Street-hop - the evolving sound of Nigeria


"People just want to dance" - veteran producer and DJ Sarz says to DJ Mag about street-hop, ever-evolving sound of the 16-million people megacity of Lagos, Nigeria. It’s a mutating sound: even its most basic elements are in motion, influenced by hyperactive, ephemeral street trends. Dance music in Lagos is a percussion-heavy sound with a pitter-patter of percussive progression. DJ Mag speaks to some of street-hop’s key artists, like DJ Kaywise, Rexxie and Sarz, to find out how it’s evolved and where it’s going next.

"Lil Nas X used one of America’s most reliable engines for cultural outrage to his advantage: the conservative media ecosystem... With the 'Montero' video, Nas affirmed his personal identity as one of vanishingly few out gay rappers by expressing himself as flamboyantly and unabashedly as possible. He actively courted the controversy, measuring his success by the outrage and teeth-gnashing of his opponents - an approach straight out of the conservative culture-war playbook" - Politico analyses how the rapper turned the weapons against the shooter. He was prepared for this social-media battle - "for years as a teenager, Nas operated a popular Twitter account that reposted and repurposed viral content... He understands all too well that in 2021, there may be no quicker way to pump oxygen into a brand than to let partisan politics do it for you".

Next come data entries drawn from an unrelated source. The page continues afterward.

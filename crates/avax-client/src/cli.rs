use std::time::Duration;

use avax_client_core::Id;
use clap::{Args, Parser, Subcommand};

/// Query an Avalanche node's info, health and AVM APIs.
#[derive(Parser)]
#[command(version, about)]
pub struct Cli {
    /// Base URI of the node's HTTP API.
    #[arg(long, default_value = "http://127.0.0.1:9650", env = "AVAX_URI", global = true)]
    pub uri: String,

    /// Per-request timeout in seconds.
    #[arg(long, default_value = "30", env = "AVAX_TIMEOUT_SECS", global = true)]
    pub timeout_secs: u64,

    #[command(subcommand)]
    pub command: Command,
}

impl Cli {
    pub fn request_timeout(&self) -> Duration {
        Duration::from_secs(self.timeout_secs)
    }
}

#[derive(Subcommand)]
pub enum Command {
    /// Node info service (`/ext/info`).
    #[command(subcommand)]
    Info(InfoCommand),

    /// Node health service (`/ext/health`).
    #[command(subcommand)]
    Health(HealthCommand),

    /// Asset VM chain (`/ext/bc/<chain>`).
    Avm(AvmArgs),
}

#[derive(Subcommand)]
pub enum InfoCommand {
    NodeId,
    NetworkId,
    NetworkName,
    /// Resolve a chain alias to its blockchain id.
    BlockchainId { alias: String },
    Peers,
    IsBootstrapped { chain: String },
}

#[derive(Subcommand)]
pub enum HealthCommand {
    Liveness,
    /// Poll liveness until the node reports healthy.
    Await {
        /// Maximum number of liveness checks.
        #[arg(long, default_value = "10")]
        checks: u32,

        /// Pause before each check, in milliseconds.
        #[arg(long, default_value = "1000")]
        interval_ms: u64,
    },
}

#[derive(Args)]
pub struct AvmArgs {
    /// Chain id or alias.
    #[arg(long, default_value = "X")]
    pub chain: String,

    #[command(subcommand)]
    pub command: AvmCommand,
}

#[derive(Subcommand)]
pub enum AvmCommand {
    /// Submit a signed transaction given as `0x` checksummed hex.
    IssueTx { tx: String },
    TxStatus { tx_id: Id },
    /// Print a transaction as `0x` checksummed hex.
    GetTx { tx_id: Id },
    Utxos {
        #[arg(required = true)]
        addresses: Vec<String>,

        #[arg(long, default_value = "1024")]
        limit: u32,

        #[arg(long, default_value = "")]
        start_address: String,

        #[arg(long, default_value = "")]
        start_utxo: String,
    },
    Asset { asset_id: String },
    Balance { address: String, asset_id: String },
    AllBalances { address: String },
}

Independent touches the sensitive issue of doxxing, searching for and publishing private or identifying information about someone on the internet, typically with malicious intent. Pop critic Ann Powers endured a series of verbal attacks after an essay around Lana Del Rey's album 'Norman F***ing Rockwell!'. Pitchfork writer Jillian Mapes published a mostly positive review of Taylor Swift’s 'Folklore' only to be faced with threats, which included pictures of her home. Ariana Grande fans went after culture critic Roslyn Talusan in 2019 with the singer refusing to tell them to back off. So, journalism stays one of the few professions where the professional is too often expected to do their job not professionally.

"The premature loss of Earl 'DMX' Simmons labors as a frightening reminder that we, Black men, do not grow old, at least not nearly enough of us. Chadwick Boseman, Charlie Murphy, Bernie Mac, Nipsey Hussle, Prince, Heavy D, George Floyd, Gerald LeVert, Tupac Shakur, Notorious BIG, Prodigy (of Mobb Deep), J Dilla, Bernard Tyson, Fred the Godson. MF DOOM" - Consequence's Kahron Spearman writes on the sensitive issue, going into the wider societal and private contexts of the problem.